Start of Entries shown

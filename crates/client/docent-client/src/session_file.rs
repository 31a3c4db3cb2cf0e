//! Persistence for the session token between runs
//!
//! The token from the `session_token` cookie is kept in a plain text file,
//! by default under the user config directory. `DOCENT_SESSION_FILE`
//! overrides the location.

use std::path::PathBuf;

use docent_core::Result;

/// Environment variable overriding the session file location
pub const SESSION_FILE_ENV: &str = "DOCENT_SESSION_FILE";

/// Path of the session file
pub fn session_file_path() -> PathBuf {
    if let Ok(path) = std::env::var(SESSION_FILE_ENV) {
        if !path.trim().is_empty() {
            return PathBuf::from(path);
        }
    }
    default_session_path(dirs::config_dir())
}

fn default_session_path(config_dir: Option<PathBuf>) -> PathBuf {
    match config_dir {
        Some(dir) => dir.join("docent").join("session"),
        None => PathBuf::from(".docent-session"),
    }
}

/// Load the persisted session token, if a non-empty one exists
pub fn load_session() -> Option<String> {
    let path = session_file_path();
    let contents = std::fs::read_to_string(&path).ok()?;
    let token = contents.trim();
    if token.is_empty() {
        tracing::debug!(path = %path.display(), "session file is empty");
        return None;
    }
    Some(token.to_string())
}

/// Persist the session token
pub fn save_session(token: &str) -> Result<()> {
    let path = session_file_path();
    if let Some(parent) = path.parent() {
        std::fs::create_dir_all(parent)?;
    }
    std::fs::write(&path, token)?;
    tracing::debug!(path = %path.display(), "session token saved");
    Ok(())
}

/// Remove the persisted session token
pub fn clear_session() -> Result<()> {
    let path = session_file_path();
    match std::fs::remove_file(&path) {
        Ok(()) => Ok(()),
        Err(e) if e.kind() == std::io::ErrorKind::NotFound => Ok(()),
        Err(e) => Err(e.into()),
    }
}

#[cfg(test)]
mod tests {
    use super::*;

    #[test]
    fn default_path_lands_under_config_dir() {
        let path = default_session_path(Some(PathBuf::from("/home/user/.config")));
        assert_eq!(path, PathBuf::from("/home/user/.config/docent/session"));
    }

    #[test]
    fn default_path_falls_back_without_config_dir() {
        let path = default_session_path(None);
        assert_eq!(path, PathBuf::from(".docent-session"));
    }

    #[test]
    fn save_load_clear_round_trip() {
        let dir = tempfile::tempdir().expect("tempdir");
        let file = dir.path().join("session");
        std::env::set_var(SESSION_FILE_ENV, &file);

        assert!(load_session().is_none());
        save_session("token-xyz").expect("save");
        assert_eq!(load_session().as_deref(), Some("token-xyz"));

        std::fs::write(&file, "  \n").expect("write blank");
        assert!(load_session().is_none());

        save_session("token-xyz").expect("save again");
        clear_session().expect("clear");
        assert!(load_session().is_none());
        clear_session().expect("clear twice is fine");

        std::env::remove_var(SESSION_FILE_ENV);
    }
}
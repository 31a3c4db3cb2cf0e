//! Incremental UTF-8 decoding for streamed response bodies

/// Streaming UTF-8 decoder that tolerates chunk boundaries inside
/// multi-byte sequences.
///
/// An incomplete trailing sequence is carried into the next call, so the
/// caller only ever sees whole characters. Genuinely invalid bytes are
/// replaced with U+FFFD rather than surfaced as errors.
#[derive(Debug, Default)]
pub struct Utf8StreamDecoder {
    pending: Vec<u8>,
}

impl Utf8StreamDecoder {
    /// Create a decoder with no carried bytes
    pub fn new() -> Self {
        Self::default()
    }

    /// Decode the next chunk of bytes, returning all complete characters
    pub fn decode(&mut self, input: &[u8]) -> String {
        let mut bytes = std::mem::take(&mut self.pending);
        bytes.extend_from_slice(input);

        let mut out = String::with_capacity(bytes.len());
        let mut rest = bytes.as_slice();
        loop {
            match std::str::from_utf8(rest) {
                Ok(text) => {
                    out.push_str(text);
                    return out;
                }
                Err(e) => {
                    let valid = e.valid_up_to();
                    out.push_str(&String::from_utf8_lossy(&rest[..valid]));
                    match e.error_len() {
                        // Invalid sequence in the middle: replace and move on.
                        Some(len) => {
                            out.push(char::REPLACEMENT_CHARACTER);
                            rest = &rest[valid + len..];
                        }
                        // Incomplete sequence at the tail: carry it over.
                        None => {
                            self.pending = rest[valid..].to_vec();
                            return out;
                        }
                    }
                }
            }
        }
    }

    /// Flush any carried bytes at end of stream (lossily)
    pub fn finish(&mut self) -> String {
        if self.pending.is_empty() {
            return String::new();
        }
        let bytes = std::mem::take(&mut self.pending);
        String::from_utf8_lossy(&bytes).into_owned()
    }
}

End of Entries shown

> The problem
Reproduce the records in full, exactly as written.

> Answer box
filename crates/client/docent-client/src/session_file.rs
repository 31a3c4db3cb2cf0e
//! Persistence for the session token between runs
//!
//! The token from the `session_token` cookie is kept in a plain text file,
//! by default under the user config directory. `DOCENT_SESSION_FILE`
//! overrides the location.

use std::path::PathBuf;

use docent_core::Result;

/// Environment variable overriding the session file location
pub const SESSION_FILE_ENV: &str = "DOCENT_SESSION_FILE";

/// Path of the session file
pub fn session_file_path() -> PathBuf {
    if let Ok(path) = std::env::var(SESSION_FILE_ENV) {
        if !path.trim().is_empty() {
            return PathBuf::from(path);
        }
    }
    default_session_path(dirs::config_dir())
}

fn default_session_path(config_dir: Option<PathBuf>) -> PathBuf {
    match config_dir {
        Some(dir) => dir.join("docent").join("session"),
        None => PathBuf::from(".docent-session"),
    }
}

/// Load the persisted session token, if a non-empty one exists
pub fn load_session() -> Option<String> {
    let path = session_file_path();
    let contents = std::fs::read_to_string(&path).ok()?;
    let token = contents.trim();
    if token.is_empty() {
        tracing::debug!(path = %path.display(), "session file is empty");
        return None;
    }
    Some(token.to_string())
}

/// Persist the session token
pub fn save_session(token: &str) -> Result<()> {
    let path = session_file_path();
    if let Some(parent) = path.parent() {
        std::fs::create_dir_all(parent)?;
    }
    std::fs::write(&path, token)?;
    tracing::debug!(path = %path.display(), "session token saved");
    Ok(())
}

/// Remove the persisted session token
pub fn clear_session() -> Result<()> {
    let path = session_file_path();
    match std::fs::remove_file(&path) {
        Ok(()) => Ok(()),
        Err(e) if e.kind() == std::io::ErrorKind::NotFound => Ok(()),
        Err(e) => Err(e.into()),
    }
}

#[cfg(test)]
mod tests {
    use super::*;

    #[test]
    fn default_path_lands_under_config_dir() {
        let path = default_session_path(Some(PathBuf::from("/home/user/.config")));
        assert_eq!(path, PathBuf::from("/home/user/.config/docent/session"));
    }

    #[test]
    fn default_path_falls_back_without_config_dir() {
        let path = default_session_path(None);
        assert_eq!(path, PathBuf::from(".docent-session"));
    }

    #[test]
    fn save_load_clear_round_trip() {
        let dir = tempfile::tempdir().expect("tempdir");
        let file = dir.path().join("session");
        std::env::set_var(SESSION_FILE_ENV, &file);

        assert!(load_session().is_none());
        save_session("token-xyz").expect("save");
        assert_eq!(load_session().as_deref(), Some("token-xyz"));

        std::fs::write(&file, "  \n").expect("write blank");
        assert!(load_session().is_none());

        save_session("token-xyz").expect("save again");
        clear_session().expect("clear");
        assert!(load_session().is_none());
        clear_session().expect("clear twice is fine");

        std::env::remove_var(SESSION_FILE_ENV);
    }
}
repository 31a3c4db3cb2cf0e
//! Incremental UTF-8 decoding for streamed response bodies

/// Streaming UTF-8 decoder that tolerates chunk boundaries inside
/// multi-byte sequences.
///
/// An incomplete trailing sequence is carried into the next call, so the
/// caller only ever sees whole characters. Genuinely invalid bytes are
/// replaced with U+FFFD rather than surfaced as errors.
#[derive(Debug, Default)]
pub struct Utf8StreamDecoder {
    pending: Vec<u8>,
}

impl Utf8StreamDecoder {
    /// Create a decoder with no carried bytes
    pub fn new() -> Self {
        Self::default()
    }

    /// Decode the next chunk of bytes, returning all complete characters
    pub fn decode(&mut self, input: &[u8]) -> String {
        let mut bytes = std::mem::take(&mut self.pending);
        bytes.extend_from_slice(input);

        let mut out = String::with_capacity(bytes.len());
        let mut rest = bytes.as_slice();
        loop {
            match std::str::from_utf8(rest) {
                Ok(text) => {
                    out.push_str(text);
                    return out;
                }
                Err(e) => {
                    let valid = e.valid_up_to();
                    out.push_str(&String::from_utf8_lossy(&rest[..valid]));
                    match e.error_len() {
                        // Invalid sequence in the middle: replace and move on.
                        Some(len) => {
                            out.push(char::REPLACEMENT_CHARACTER);
                            rest = &rest[valid + len..];
                        }
                        // Incomplete sequence at the tail: carry it over.
                        None => {
                            self.pending = rest[valid..].to_vec();
                            return out;
                        }
                    }
                }
            }
        }
    }

    /// Flush any carried bytes at end of stream (lossily)
    pub fn finish(&mut self) -> String {
        if self.pending.is_empty() {
            return String::new();
        }
        let bytes = std::mem::take(&mut self.pending);
        String::from_utf8_lossy(&bytes).into_owned()
    }
}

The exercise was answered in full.